OS SENHORES DO MARNEL - 4

A Conferência Histórica do Marnel


    Enveredamos, nesta narrativa, por uma vereda da história local, que nos legou o Dr. Vaz Ferreira nesta interessante obra dos "Senhores do Marnel". Melhor que tudo atentemos na prosa que se segue:


    «Enquanto os convites se cruzavam (para a festa da receção à Leonor, como atrás é descrito) e se ultimavam as combinações para o dia seguinte, as meninas tinham-se agrupado no eirado da donas naquelas fúteis conversas que parecem o chilrear da pardalada ao alvorecer da manhã.
    Dulce encostada a uma das colunas do ângulo do terraço ouvia Mem referir-lhe as tradições históricas do Vouga e as lendas de feitos heróicos de Goesto Ansures. A propósito da ermida fronteira à varanda do quarto dele,  falou das batalhas do Marnel  e por fim Dulce respondeu-lhe:
    - É pena que só eu oiça coisas tão interessantes e que o primo sabe dizer tão bem.
    - Só à prima tenho o prazer em dizê-las - confessou Mem fitando-a, mas baixou os olhos embaraçado como arrependido da sua frase e por isso não viu Dulce corar ligeiramente.
    O silêncio desse mútuo enleio prolongava-se e ela rompeu-o:
    - Era um lindo tema para uma conferência... Pretexto para nos reunirmos todos.
    - Aborreceu-a ouvir-me?
    -Tanto que lhe estou pedindo para o ouvir outra vez.
    Mem levantou os olhos e viu-a, serena já, com um sorriso meigo e uma expressão suave no olhar brando e caricioso.
    - Se tem empenho nisso - condescendeu ele.
    - Empenho não. Mas lembrava essa diversão um pouco menos banal.
    - Estou às suas ordens.
    - Não me disse que um dos combates foi em Junho? Solenizemos o aniversário.
    - Tendo a sua colaboração, com todo o gosto.
    - Como poderei eu colaborar?
    - Tocando uma música guerreira no piano. Aquela tomada de Moscovo que já lhe ouvi, por exemplo.
    - O 1812 de Tchaikowski?
    - Com a marselhesa dispersa entre o estridor da marcha...
    - A que viria aí a marselhesa?
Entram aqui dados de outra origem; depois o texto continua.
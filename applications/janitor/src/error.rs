/// Janitor error types
use thiserror::Error;

pub type Result<T> = std::result::Result<T, JanitorError>;

#[derive(Debug, Error)]
pub enum JanitorError {
    #[error("Configuration error: {0}")]
    Config(String),

    #[error("{} not set. Check your .env file or environment variables.", .0.join(" and "))]
    MissingCredentials(Vec<&'static str>),
}

impl From<config::ConfigError> for JanitorError {
    fn from(err: config::ConfigError) -> Self {
        JanitorError::Config(err.to_string())
    }
}
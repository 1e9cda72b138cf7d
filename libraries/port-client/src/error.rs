//! Error types for the Port client.

use thiserror::Error;

/// Errors that can occur when talking to the Port API.
#[derive(Error, Debug)]
pub enum PortClientError {
    /// HTTP request failed
    #[error("HTTP request failed: {0}")]
    Request(#[from] reqwest::Error),

    /// API returned an error response
    #[error("Server error ({status}): {message}")]
    ServerError { status: u16, message: String },

    /// No access token has been obtained yet, or the API rejected it
    #[error("Authentication required")]
    AuthRequired,

    /// Client credentials were rejected
    #[error("Authentication failed: {0}")]
    AuthFailed(String),

    /// API rejected the request shape (HTTP 422)
    #[error("Invalid request to {url}: {message}")]
    InvalidRequest { url: String, message: String },

    /// Invalid API URL
    #[error("Invalid API URL: {0}")]
    InvalidUrl(String),

    /// Failed to parse API response
    #[error("Failed to parse response: {0}")]
    ParseError(String),

    /// API is offline or unreachable
    #[error("Server unreachable: {0}")]
    ServerUnreachable(String),
}

impl PortClientError {
    /// HTTP status attached to this error, if the API answered at all.
    pub fn status(&self) -> Option<u16> {
        match self {
            Self::ServerError { status, .. } => Some(*status),
            Self::AuthRequired | Self::AuthFailed(_) => Some(401),
            Self::InvalidRequest { .. } => Some(422),
            Self::Request(e) => e.status().map(|s| s.as_u16()),
            _ => None,
        }
    }

    pub(crate) fn from_send(e: reqwest::Error) -> Self {
        if e.is_connect() || e.is_timeout() {
            Self::ServerUnreachable(e.to_string())
        } else {
            Self::Request(e)
        }
    }
}

/// Result type for Port client operations.
pub type Result<T> = std::result::Result<T, PortClientError>;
Se fosse o Hino da Carta...
    - Ou o Rei chegou.



    Dulce sorriu alegre, os seus olhos fulgiram num súbito relâmpago quebrado por um véu de suave placidez.
    - Seja - disse ela. - Aceito a colaboração. Temos tempo ainda para me preparar.
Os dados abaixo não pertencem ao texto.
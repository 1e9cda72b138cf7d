//! Per-record outcomes and the end-of-run summary.

use crate::archive::ArchiveSummary;
use crate::filter::{FilterDecision, SkippedRecord};
use port_client::Entity;
use std::fmt;
use std::path::{Path, PathBuf};

const RULE: &str = "============================================================";

/// What happened to one eligible record.
#[derive(Debug, Clone, PartialEq, Eq)]
pub enum RecordOutcome {
    /// Backed up and deleted remotely
    Deleted { backup: PathBuf },
    /// Backup could not be written; the user was not deleted
    BackupFailed { reason: String },
    /// Remote delete failed; the backup was discarded
    DeleteFailed { reason: String },
}

impl RecordOutcome {
    pub fn is_deleted(&self) -> bool {
        matches!(self, Self::Deleted { .. })
    }

    /// Backup path of a deleted record.
    pub fn backup_path(&self) -> Option<&Path> {
        match self {
            Self::Deleted { backup } => Some(backup),
            _ => None,
        }
    }

    fn failure_reason(&self) -> Option<String> {
        match self {
            Self::Deleted { .. } => None,
            Self::BackupFailed { reason } => Some(format!("backup failed: {}", reason)),
            Self::DeleteFailed { reason } => Some(format!("delete failed: {}", reason)),
        }
    }
}

/// An eligible record paired with its outcome.
#[derive(Debug, Clone)]
pub struct ProcessedRecord {
    pub entity: Entity,
    pub outcome: RecordOutcome,
}

/// Result of the archive step.
#[derive(Debug, Clone, PartialEq, Eq)]
pub enum ArchiveStatus {
    /// Nothing was deleted, so no archive was written
    Skipped,
    Created(ArchiveSummary),
    /// Archive could not be written; backups were left in `backup_dir`
    Failed { reason: String, backup_dir: PathBuf },
}

/// Everything a run did, for the terminal summary.
#[derive(Debug, Clone)]
pub struct RunReport {
    pub threshold_days: u32,
    pub fetched: usize,
    pub skipped: Vec<SkippedRecord>,
    pub processed: Vec<ProcessedRecord>,
    pub archive: ArchiveStatus,
}

impl RunReport {
    /// Records that were deleted.
    pub fn deleted(&self) -> impl Iterator<Item = &ProcessedRecord> {
        self.processed.iter().filter(|p| p.outcome.is_deleted())
    }

    /// Records that were eligible but not deleted.
    pub fn failed(&self) -> impl Iterator<Item = &ProcessedRecord> {
        self.processed.iter().filter(|p| !p.outcome.is_deleted())
    }

    /// Display names of deleted users, in processing order.
    pub fn deleted_names(&self) -> Vec<&str> {
        self.deleted().map(|p| p.entity.display_name()).collect()
    }

    pub fn deleted_count(&self) -> usize {
        self.deleted().count()
    }

    pub fn failed_count(&self) -> usize {
        self.failed().count()
    }

    pub fn eligible_count(&self) -> usize {
        self.processed.len()
    }

    /// Skipped records whose timestamps could not be read.
    pub fn unreadable(&self) -> impl Iterator<Item = &SkippedRecord> {
        self.skipped.iter().filter(|s| {
            matches!(
                s.decision,
                FilterDecision::UnparsableTimestamp(_) | FilterDecision::MissingTimestamp
            )
        })
    }

    pub fn archive_path(&self) -> Option<&Path> {
        match &self.archive {
            ArchiveStatus::Created(summary) => Some(&summary.path),
            _ => None,
        }
    }
}

impl fmt::Display for RunReport {
    fn fmt(&self, f: &mut fmt::Formatter<'_>) -> fmt::Result {
        writeln!(f, "{}", RULE)?;
        writeln!(f, "SUMMARY")?;
        writeln!(f, "{}", RULE)?;
        writeln!(
            f,
            "Processed {} user(s): {} eligible (inactive, no activity in the last {} days), {} skipped",
            self.fetched,
            self.eligible_count(),
            self.threshold_days,
            self.skipped.len()
        )?;

        let deleted = self.deleted_names();
        if deleted.is_empty() {
            writeln!(f, "\nNo users were removed.")?;
        } else {
            writeln!(f, "\nSuccessfully removed {} user(s):", deleted.len())?;
            for name in deleted {
                writeln!(f, "  - {}", name)?;
            }
        }

        let failed: Vec<_> = self.failed().collect();
        if !failed.is_empty() {
            writeln!(f, "\nFailed to delete {} user(s):", failed.len())?;
            for record in failed {
                let reason = record.outcome.failure_reason().unwrap_or_default();
                writeln!(f, "  - {} ({})", record.entity.display_name(), reason)?;
            }
        }

        let unreadable: Vec<_> = self.unreadable().collect();
        if !unreadable.is_empty() {
            writeln!(
                f,
                "\nSkipped {} user(s) with missing or unreadable timestamps:",
                unreadable.len()
            )?;
            for record in unreadable {
                writeln!(f, "  - {}", record.entity.display_name())?;
            }
        }

        match &self.archive {
            ArchiveStatus::Skipped => {}
            ArchiveStatus::Created(summary) => {
                writeln!(f, "\nBackup archive created: {}", summary.path.display())?;
            }
            ArchiveStatus::Failed { reason, backup_dir } => {
                writeln!(f, "\nError creating backup archive: {}", reason)?;
                writeln!(f, "Backups were kept in {}", backup_dir.display())?;
            }
        }

        if self.deleted_count() > 0 {
            writeln!(
                f,
                "\nNote: entities created by deleted users remain in Port and must be cleaned up separately."
            )?;
        }

        write!(f, "{}", RULE)
    }
}

#[cfg(test)]
mod tests {
    use super::*;
    use serde_json::json;

    fn entity(identifier: &str, title: &str) -> Entity {
        serde_json::from_value(json!({"identifier": identifier, "title": title})).unwrap()
    }

    fn report(processed: Vec<ProcessedRecord>, archive: ArchiveStatus) -> RunReport {
        RunReport {
            threshold_days: 30,
            fetched: 5,
            skipped: vec![SkippedRecord {
                entity: entity("broken", "Broken Dates"),
                decision: FilterDecision::UnparsableTimestamp("soon".into()),
            }],
            processed,
            archive,
        }
    }

    #[test]
    fn test_counts_and_names() {
        let report = report(
            vec![
                ProcessedRecord {
                    entity: entity("jane", "Jane Doe"),
                    outcome: RecordOutcome::Deleted {
                        backup: PathBuf::from("user_backups/jane.json"),
                    },
                },
                ProcessedRecord {
                    entity: entity("bob", "Bob"),
                    outcome: RecordOutcome::DeleteFailed {
                        reason: "Server error (500): boom".into(),
                    },
                },
            ],
            ArchiveStatus::Skipped,
        );

        assert_eq!(report.deleted_names(), vec!["Jane Doe"]);
        assert_eq!(report.deleted_count(), 1);
        assert_eq!(report.failed_count(), 1);
        assert_eq!(report.eligible_count(), 2);
        assert_eq!(report.unreadable().count(), 1);
        assert!(report.archive_path().is_none());
    }

    #[test]
    fn test_summary_text() {
        let archive = ArchiveSummary {
            path: PathBuf::from("10-19-2026_deleted_users.zip"),
            entries: vec!["jane.json".into()],
        };
        let text = report(
            vec![
                ProcessedRecord {
                    entity: entity("jane", "Jane Doe"),
                    outcome: RecordOutcome::Deleted {
                        backup: PathBuf::from("user_backups/jane.json"),
                    },
                },
                ProcessedRecord {
                    entity: entity("bob", "Bob"),
                    outcome: RecordOutcome::BackupFailed {
                        reason: "disk full".into(),
                    },
                },
            ],
            ArchiveStatus::Created(archive),
        )
        .to_string();

        assert!(text.contains("Successfully removed 1 user(s):\n  - Jane Doe"));
        assert!(text.contains("Failed to delete 1 user(s):\n  - Bob (backup failed: disk full)"));
        assert!(text.contains("  - Broken Dates"));
        assert!(text.contains("Backup archive created: 10-19-2026_deleted_users.zip"));
        assert!(text.contains("remain in Port"));
    }

    #[test]
    fn test_summary_with_no_deletions() {
        let text = report(Vec::new(), ArchiveStatus::Skipped).to_string();

        assert!(text.contains("No users were removed."));
        assert!(!text.contains("Backup archive"));
        assert!(!text.contains("remain in Port"));
    }
}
    - Que conspirata é esta aqui no cantinho? - perguntou-lhes Vasco, aproximando-se.
    - Combinávamos uma festa - disse a Jafafinha.
    - A serenata?
    - Não. Uma conferência - pormenorizou Mem.
    - Da Leonor?
    - Não. Do primo Mem.
    - Tua!
    - Não me achas capaz?...
    - Inspirado pela Dulce és capaz de grandes feitos!
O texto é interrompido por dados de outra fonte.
//! Inactivity filter: decides which users are eligible for deletion.
//!
//! A user is eligible when its status is one of [`INACTIVE_STATUSES`]
//! (compared case-insensitively) and its last activity is strictly older
//! than the threshold. Last activity is `updatedAt`, or `createdAt` when the
//! record was never updated.

use chrono::{DateTime, Duration, NaiveDate, NaiveDateTime, Utc};
use port_client::Entity;
use serde_json::Value;
use tracing::{debug, warn};

/// Status values that mark a user as inactive.
pub const INACTIVE_STATUSES: [&str; 2] = ["inactive", "disabled"];

/// Default inactivity threshold in days.
pub const DEFAULT_THRESHOLD_DAYS: u32 = 30;

/// Why a record was or was not selected.
#[derive(Debug, Clone, PartialEq, Eq)]
pub enum FilterDecision {
    /// Inactive status and no activity within the threshold
    Eligible { age_days: i64 },
    /// Status is not one of the inactive values
    StatusNotMatched,
    /// Inactive status but active within the threshold
    RecentlyActive { age_days: i64 },
    /// Neither `updatedAt` nor `createdAt` is present
    MissingTimestamp,
    /// The activity timestamp could not be parsed
    UnparsableTimestamp(String),
}

impl FilterDecision {
    pub fn is_eligible(&self) -> bool {
        matches!(self, Self::Eligible { .. })
    }
}

/// A record the filter did not select, with the reason.
#[derive(Debug, Clone)]
pub struct SkippedRecord {
    pub entity: Entity,
    pub decision: FilterDecision,
}

/// Result of running the filter over a user list.
#[derive(Debug, Default)]
pub struct Selection {
    /// Records to back up and delete, in input order
    pub eligible: Vec<Entity>,
    pub skipped: Vec<SkippedRecord>,
}

#[derive(Debug, Clone)]
pub struct InactivityFilter {
    threshold_days: u32,
}

impl Default for InactivityFilter {
    fn default() -> Self {
        Self::new(DEFAULT_THRESHOLD_DAYS)
    }
}

impl InactivityFilter {
    pub fn new(threshold_days: u32) -> Self {
        Self { threshold_days }
    }

    pub fn threshold_days(&self) -> u32 {
        self.threshold_days
    }

    /// Decide whether one record is eligible at time `now`.
    pub fn evaluate(&self, entity: &Entity, now: DateTime<Utc>) -> FilterDecision {
        if !has_inactive_status(entity) {
            return FilterDecision::StatusNotMatched;
        }

        let Some(raw) = last_activity(entity) else {
            return FilterDecision::MissingTimestamp;
        };

        let Some(last_active) = parse_timestamp(raw) else {
            return FilterDecision::UnparsableTimestamp(raw.to_string());
        };

        let age = now - last_active;
        let age_days = age.num_days();

        if age > Duration::days(i64::from(self.threshold_days)) {
            FilterDecision::Eligible { age_days }
        } else {
            FilterDecision::RecentlyActive { age_days }
        }
    }

    /// Split `entities` into eligible and skipped records.
    pub fn select(&self, entities: Vec<Entity>, now: DateTime<Utc>) -> Selection {
        let mut selection = Selection::default();

        for entity in entities {
            let decision = self.evaluate(&entity, now);
            match &decision {
                FilterDecision::Eligible { age_days } => {
                    debug!(
                        identifier = %entity.identifier,
                        age_days,
                        "User eligible for deletion"
                    );
                    selection.eligible.push(entity);
                    continue;
                }
                FilterDecision::UnparsableTimestamp(raw) => {
                    warn!(
                        identifier = %entity.identifier,
                        timestamp = %raw,
                        "Could not parse activity timestamp, skipping user"
                    );
                }
                FilterDecision::MissingTimestamp => {
                    warn!(
                        identifier = %entity.identifier,
                        "User has no updatedAt or createdAt, skipping"
                    );
                }
                FilterDecision::StatusNotMatched | FilterDecision::RecentlyActive { .. } => {}
            }
            selection.skipped.push(SkippedRecord { entity, decision });
        }

        selection
    }
}

/// Whether the record's status is one of [`INACTIVE_STATUSES`].
pub fn has_inactive_status(entity: &Entity) -> bool {
    match entity.field("status") {
        Some(Value::String(status)) => {
            let status = status.trim();
            INACTIVE_STATUSES
                .iter()
                .any(|s| s.eq_ignore_ascii_case(status))
        }
        _ => false,
    }
}

/// Raw last-activity timestamp: `updatedAt`, falling back to `createdAt`.
pub fn last_activity(entity: &Entity) -> Option<&str> {
    entity
        .updated_at
        .as_deref()
        .filter(|s| !s.trim().is_empty())
        .or_else(|| entity.created_at.as_deref().filter(|s| !s.trim().is_empty()))
}

/// Parse the timestamp formats Port emits.
///
/// Accepts RFC 3339, ISO datetimes without an offset (taken as UTC) and
/// plain dates (midnight UTC).
pub fn parse_timestamp(raw: &str) -> Option<DateTime<Utc>> {
    let raw = raw.trim();

    if let Ok(dt) = DateTime::parse_from_rfc3339(raw) {
        return Some(dt.with_timezone(&Utc));
    }
    if let Ok(dt) = DateTime::parse_from_str(raw, "%Y-%m-%dT%H:%M:%S%.f%z") {
        return Some(dt.with_timezone(&Utc));
    }
    if let Ok(naive) = NaiveDateTime::parse_from_str(raw, "%Y-%m-%dT%H:%M:%S%.f") {
        return Some(naive.and_utc());
    }
    NaiveDate::parse_from_str(raw, "%Y-%m-%d")
        .ok()
        .and_then(|date| date.and_hms_opt(0, 0, 0))
        .map(|naive| naive.and_utc())
}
    - Ao contrário, foi ele que me inspirou - respondeu Dulce, a desviar a intenção da frase.
    - Ah! É uma conferência entre os dois.
    - Em que ambos colaboramos. Eu digo e a prima toca.
    - E eu ouço.
    - Ouvem todos - corrigiu Dulce.
    - Tu podes cantar - aventou Mem. 
    - Cantar o quê? Só se o tema for o fado.
    - Não é. Mas...
    - Eu não presto para mais nada.
    - Presta sim, primo. Mesmo no fado nos pode cantar uma das lendas do Vouga.
    - Isto é outra coisa. Agrada-me a ideia.
    E começaram combinando a forma de ligar a música à conferência, prometendo guardarem segredo para maior ser o efeito pela surpresa. 
    Foram os três, de uma das janelas do salão godo, ver o sítio da batalha, as passagens do Marnel e as pontes onde estava um dos exércitos e defronte as alturas de Pedaçães de onde o inimigo atacara. Mem explicou os detalhes e as circunstâncias que conhecia do combate. Dulce e Vasco ouviam-no atentos».